The 2023 AF guidelines contain the following recommendations on the use of antiarrhythmic agents for rate control:[Joglar 2023;67a,70a]

  • Control of the ventricular rate using a beta-blocker or non-dihydropyridine calcium channel antagonist is recommended (Class 1 recommendation) for patients with paroxysmal, persistent or permanent AF; the agent chosen should depend on underlying substrate and comorbid conditions.
  • Intravenous administration of a beta-blocker or non-dihydropyridine calcium channel blocker is recommended (Class 1 recommendation) to slow the ventricular heart rate in the acute setting in patients without pre-excitation. In hemodynamically unstable patients, electrical cardioversion is indicated.
  • Intravenous amiodarone may be considered (Class 2b recommendation) for acute rate control in patients with AF and rapid ventricular response who are critically ill and/or in decompensated AF and in whom beta-blockers or non-dihydropyridine calcium channel blockers are ineffective or contraindicated. However, consider the risk for stroke and cardioversion when using amiodarone as a rate-control agent.
  • In patients with AF with rapid ventricular response in whom beta-blockers and nondihydropyridine calcium channel blockers are ineffective or contraindicated, digoxin may be considered (Class 2a recommendation) for acute rate control, either alone or in combination with beta-blockers and nondihydropyridine calcium channel blockers.
  • In patients with AF and rapid ventricular response, adding intravenous magnesium to standard rate-control measures is reasonable (Class 2a recommendation).
  • In patients with AF and HF, digoxin is reasonable (Class 2a recommendation) for long-term rate control in combination with other agents or as monotherapy if other agents are not tolerated, not preferred or contraindicated.
  • Non-dihydropyridine calcium channel antagonists should not (Class 3 recommendation: Harm) be used in patients with decompensated HF, as these may lead to further hemodynamic compromise.
  • Dronedarone should not (Class 3 recommendation: Harm) be used to control the ventricular rate in patients with permanent AF as it increases the risk of the combined endpoint of stroke, MI, systemic embolism or cardiovascular death.

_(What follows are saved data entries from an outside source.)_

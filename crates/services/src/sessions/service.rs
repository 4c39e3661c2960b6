use chrono::{DateTime, Utc};
use rand::SeedableRng;
use rand::rngs::StdRng;
use serde::Serialize;
use std::fmt;
use std::sync::Arc;
use tracing::debug;

use quiz_core::evaluator;
use quiz_core::model::{
    Answer, IntegrityIssue, LevelId, Outcome, Question, QuestionBank, QuestionId, QuestionKind,
    QuestionOutcome, QuizResult, is_permutation,
};
use storage::repository::AttemptId;

use super::pending::PendingAnswer;
use super::progress::QuizView;
use crate::error::SessionError;

//
// ─── PHASE ─────────────────────────────────────────────────────────────────────
//

/// Where the session is within the current question.
#[derive(Debug, Clone, Copy, PartialEq, Eq, Serialize)]
#[serde(rename_all = "snake_case")]
pub enum Phase {
    /// No submission yet for the current question.
    Answering,
    /// Submission evaluated; feedback is visible and advancing is allowed.
    Reviewing,
    /// Every question has been answered. Read-only.
    Completed,
}

/// Result of advancing past a reviewed question.
#[derive(Debug, Clone, PartialEq, Eq)]
pub enum AdvanceOutcome {
    /// Moved on to the question at this index.
    Next(usize),
    /// The last question was passed; the attempt is final.
    Completed(QuizResult),
}

//
// ─── SESSION ───────────────────────────────────────────────────────────────────
//

/// One learner's attempt at a question bank.
///
/// Mutated only through `submit`/`skip`/`advance` and the answer-building
/// methods; every rejected call leaves the session unchanged.
pub struct QuizSession {
    level: LevelId,
    questions: Arc<[Question]>,
    current: usize,
    score: u32,
    phase: Phase,
    pending: PendingAnswer,
    last_outcome: Option<Outcome>,
    outcomes: Vec<QuestionOutcome>,
    started_at: DateTime<Utc>,
    result: Option<QuizResult>,
    attempt_id: Option<AttemptId>,
    rng: StdRng,
}

impl QuizSession {
    /// Start a session over a snapshot of `bank`.
    ///
    /// `started_at` should come from the services layer clock to keep time deterministic.
    ///
    /// # Errors
    ///
    /// Returns `SessionError::EmptyBank` if the bank has no questions.
    pub fn new(bank: &QuestionBank, started_at: DateTime<Utc>) -> Result<Self, SessionError> {
        Self::with_rng(bank, started_at, StdRng::from_rng(&mut rand::rng()))
    }

    /// Like [`QuizSession::new`], with a reproducible word-bank shuffle.
    ///
    /// # Errors
    ///
    /// Returns `SessionError::EmptyBank` if the bank has no questions.
    pub fn with_seed(
        bank: &QuestionBank,
        started_at: DateTime<Utc>,
        seed: u64,
    ) -> Result<Self, SessionError> {
        Self::with_rng(bank, started_at, StdRng::seed_from_u64(seed))
    }

    fn with_rng(
        bank: &QuestionBank,
        started_at: DateTime<Utc>,
        mut rng: StdRng,
    ) -> Result<Self, SessionError> {
        let questions = bank.shared_questions();
        let Some(first) = questions.first() else {
            return Err(SessionError::EmptyBank);
        };
        let pending = PendingAnswer::for_question(first, &mut rng);

        debug!(target: "quiz", level = %bank.level(), questions = questions.len(), "session started");

        Ok(Self {
            level: bank.level().clone(),
            outcomes: Vec::with_capacity(questions.len()),
            questions,
            current: 0,
            score: 0,
            phase: Phase::Answering,
            pending,
            last_outcome: None,
            started_at,
            result: None,
            attempt_id: None,
            rng,
        })
    }

    #[must_use]
    pub fn level(&self) -> &LevelId {
        &self.level
    }

    #[must_use]
    pub fn started_at(&self) -> DateTime<Utc> {
        self.started_at
    }

    /// Index of the current question; equals `total()` once completed.
    #[must_use]
    pub fn current_index(&self) -> usize {
        self.current
    }

    #[must_use]
    pub fn total(&self) -> usize {
        self.questions.len()
    }

    #[must_use]
    pub fn score(&self) -> u32 {
        self.score
    }

    #[must_use]
    pub fn phase(&self) -> Phase {
        self.phase
    }

    /// Outcome of the current question; `None` unless reviewing.
    #[must_use]
    pub fn last_outcome(&self) -> Option<Outcome> {
        self.last_outcome
    }

    #[must_use]
    pub fn pending(&self) -> &PendingAnswer {
        &self.pending
    }

    #[must_use]
    pub fn outcomes(&self) -> &[QuestionOutcome] {
        &self.outcomes
    }

    #[must_use]
    pub fn current_question(&self) -> Option<&Question> {
        self.questions.get(self.current)
    }

    #[must_use]
    pub fn is_complete(&self) -> bool {
        self.phase == Phase::Completed
    }

    /// Final result; `Some` once completed.
    #[must_use]
    pub fn result(&self) -> Option<&QuizResult> {
        self.result.as_ref()
    }

    #[must_use]
    pub fn attempt_id(&self) -> Option<AttemptId> {
        self.attempt_id
    }

    /// Questions in this session that can never be answered correctly.
    #[must_use]
    pub fn integrity_issues(&self) -> Vec<(QuestionId, IntegrityIssue)> {
        self.questions
            .iter()
            .filter_map(|q| q.integrity_issue().map(|issue| (q.id().clone(), issue)))
            .collect()
    }

    /// Read-only projection for rendering.
    #[must_use]
    pub fn view(&self) -> QuizView {
        QuizView::from_session(self)
    }

    //
    // ─── ANSWER BUILDING ───────────────────────────────────────────────────────
    //

    /// Select an option of the current multiple-choice question.
    ///
    /// # Errors
    ///
    /// Rejects with `Locked`/`Completed` outside `Answering`, `AnswerKindMismatch`
    /// for other kinds, and `UnknownOption` if `option` is not offered.
    pub fn select_option(&mut self, option: &str) -> Result<(), SessionError> {
        let question = self.answering_question()?;
        if !matches!(question.kind(), QuestionKind::MultipleChoice { .. }) {
            return Err(kind_mismatch(question, &Answer::Choice(String::new())));
        }
        if !question.options().iter().any(|o| o == option) {
            return Err(SessionError::UnknownOption(option.to_owned()));
        }
        self.pending = PendingAnswer::Choice(Some(option.to_owned()));
        Ok(())
    }

    /// Replace the typed text of the current fill-in-the-blank question.
    ///
    /// # Errors
    ///
    /// Rejects with `Locked`/`Completed` outside `Answering` and
    /// `AnswerKindMismatch` for other kinds.
    pub fn set_text(&mut self, text: impl Into<String>) -> Result<(), SessionError> {
        let question = self.answering_question()?;
        if !matches!(question.kind(), QuestionKind::FillBlank { .. }) {
            return Err(kind_mismatch(question, &Answer::Text(String::new())));
        }
        self.pending = PendingAnswer::Text(text.into());
        Ok(())
    }

    /// Move a word from the bank to the end of the answer.
    ///
    /// # Errors
    ///
    /// Rejects outside `Answering`, for non-reorder questions, and for an
    /// out-of-range `bank_index`.
    pub fn place_word(&mut self, bank_index: usize) -> Result<(), SessionError> {
        self.word_pool_mut()?.place(bank_index)
    }

    /// Return a placed word to the bank.
    ///
    /// # Errors
    ///
    /// Rejects outside `Answering`, for non-reorder questions, and for an
    /// out-of-range `slot_index`.
    pub fn remove_word(&mut self, slot_index: usize) -> Result<(), SessionError> {
        self.word_pool_mut()?.remove(slot_index)
    }

    //
    // ─── TRANSITIONS ───────────────────────────────────────────────────────────
    //

    /// Submit the pending answer.
    ///
    /// # Errors
    ///
    /// Same as [`QuizSession::submit`]; `IncompleteAnswer` while nothing
    /// submittable has been entered.
    pub fn submit_pending(&mut self) -> Result<Outcome, SessionError> {
        self.answering_question()?;
        let answer = self
            .pending
            .to_answer()
            .ok_or(SessionError::IncompleteAnswer)?;
        self.submit(answer)
    }

    /// Evaluate `answer` for the current question and enter `Reviewing`.
    ///
    /// Scores at most once per question: a second call while reviewing is rejected.
    ///
    /// # Errors
    ///
    /// Returns `Completed`, `AlreadySubmitted`, `AnswerKindMismatch`,
    /// `IncompleteAnswer`, `UnknownOption`, or `MalformedSequence` without
    /// changing any state.
    pub fn submit(&mut self, answer: Answer) -> Result<Outcome, SessionError> {
        let question = self.answering_question().map_err(|e| match e {
            SessionError::Locked => SessionError::AlreadySubmitted,
            other => other,
        })?;
        check_well_formed(question, &answer)?;

        let outcome = Outcome::from_correct(evaluator::evaluate(question, &answer));
        let question_id = question.id().clone();

        if outcome.is_correct() {
            self.score += 1;
        }
        self.pending = PendingAnswer::from_answer(&answer);
        self.record(question_id, outcome, Some(answer));
        Ok(outcome)
    }

    /// Give up on the current question: it is recorded as incorrect with no answer.
    ///
    /// This is the explicit confirmation required to move past an empty answer.
    ///
    /// # Errors
    ///
    /// Returns `Completed` or `AlreadySubmitted` outside `Answering`.
    pub fn skip(&mut self) -> Result<Outcome, SessionError> {
        let question = self.answering_question().map_err(|e| match e {
            SessionError::Locked => SessionError::AlreadySubmitted,
            other => other,
        })?;
        let question_id = question.id().clone();
        self.record(question_id, Outcome::Incorrect, None);
        Ok(Outcome::Incorrect)
    }

    /// Leave `Reviewing`: move to the next question, or complete the session.
    ///
    /// `now` stamps the result when this completes the session.
    ///
    /// # Errors
    ///
    /// Returns `NotSubmitted` while answering and `Completed` once finished.
    /// Returns `Result` if `now` is before the session start.
    pub fn advance(&mut self, now: DateTime<Utc>) -> Result<AdvanceOutcome, SessionError> {
        match self.phase {
            Phase::Answering => return Err(SessionError::NotSubmitted),
            Phase::Completed => return Err(SessionError::Completed),
            Phase::Reviewing => {}
        }

        let next = self.current + 1;
        if let Some(question) = self.questions.get(next) {
            self.pending = PendingAnswer::for_question(question, &mut self.rng);
            self.current = next;
            self.phase = Phase::Answering;
            self.last_outcome = None;
            debug!(target: "quiz", level = %self.level, index = next, "advanced");
            return Ok(AdvanceOutcome::Next(next));
        }

        let result = QuizResult::from_outcomes(
            self.level.clone(),
            self.started_at,
            now,
            self.outcomes.clone(),
        )?;
        self.current = self.questions.len();
        self.phase = Phase::Completed;
        self.last_outcome = None;
        self.result = Some(result.clone());
        debug!(
            target: "quiz",
            level = %self.level,
            score = result.score(),
            percentage = result.percentage(),
            passed = result.passed(),
            "session completed"
        );
        Ok(AdvanceOutcome::Completed(result))
    }

    pub(crate) fn set_attempt_id(&mut self, id: AttemptId) {
        self.attempt_id = Some(id);
    }

    fn record(&mut self, question_id: QuestionId, outcome: Outcome, answer: Option<Answer>) {
        debug!(target: "quiz", level = %self.level, %question_id, ?outcome, "answer evaluated");
        self.outcomes.push(QuestionOutcome {
            question_id,
            outcome,
            answer,
        });
        self.last_outcome = Some(outcome);
        self.phase = Phase::Reviewing;
    }

    fn answering_question(&self) -> Result<&Question, SessionError> {
        match self.phase {
            Phase::Answering => self.current_question().ok_or(SessionError::Completed),
            Phase::Reviewing => Err(SessionError::Locked),
            Phase::Completed => Err(SessionError::Completed),
        }
    }

    fn word_pool_mut(&mut self) -> Result<&mut super::pool::WordPool, SessionError> {
        let question = self.answering_question()?;
        let mismatch = kind_mismatch(question, &Answer::Sequence(Vec::new()));
        match &mut self.pending {
            PendingAnswer::Reorder(pool) => Ok(pool),
            _ => Err(mismatch),
        }
    }
}

fn kind_mismatch(question: &Question, answer: &Answer) -> SessionError {
    SessionError::AnswerKindMismatch {
        expected: question.question_type(),
        found: answer.question_type(),
    }
}

/// Shape and completeness checks that must pass before an answer is scored.
fn check_well_formed(question: &Question, answer: &Answer) -> Result<(), SessionError> {
    if answer.question_type() != question.question_type() {
        return Err(kind_mismatch(question, answer));
    }
    if answer.is_blank() {
        return Err(SessionError::IncompleteAnswer);
    }
    match (question.kind(), answer) {
        (QuestionKind::MultipleChoice { options, .. }, Answer::Choice(choice)) => {
            if !options.iter().any(|o| o == choice) {
                return Err(SessionError::UnknownOption(choice.clone()));
            }
        }
        (QuestionKind::Reorder { options, .. }, Answer::Sequence(words)) => {
            if words.len() < options.len() {
                return Err(SessionError::IncompleteAnswer);
            }
            if !is_permutation(options, words) {
                return Err(SessionError::MalformedSequence);
            }
        }
        _ => {}
    }
    Ok(())
}

impl fmt::Debug for QuizSession {
    fn fmt(&self, f: &mut fmt::Formatter<'_>) -> fmt::Result {
        f.debug_struct("QuizSession")
            .field("level", &self.level)
            .field("questions_len", &self.questions.len())
            .field("current", &self.current)
            .field("score", &self.score)
            .field("phase", &self.phase)
            .field("started_at", &self.started_at)
            .field("attempt_id", &self.attempt_id)
            .finish_non_exhaustive()
    }
}

//
// ─── TESTS ─────────────────────────────────────────────────────────────────────
//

The 2017 Ventricular Arrhythmia guidelines contain too many recommendations on the use of antiarrhythmics to prevent VT, VF and sudden cardiac death (SCD) to list here. [Al-Khatib SM, et al. J Am Coll Cardiol. 2017] In general, the guidelines state that:

  • Class I agents have a limited role in the prevention of VT and SCD outside of specific situations (eg, quinidine for patients with Brugada syndrome).
  • Class II agents are the preferred first-line antiarrhythmic option for the treatment of VT/VF and the prevention of SCD.
  • Amiodarone (with unclear survival benefit) and sotalol (with no known survival benefit) are the only class III agents that may be useful in suppressing some ventricular arrhythmias.
  • Class IV agents have no role for the treatment of most ventricular arrhythmias; oral or intravenous verapamil is effective in the treatment of idiopathic interfascicular re-entrant left VT.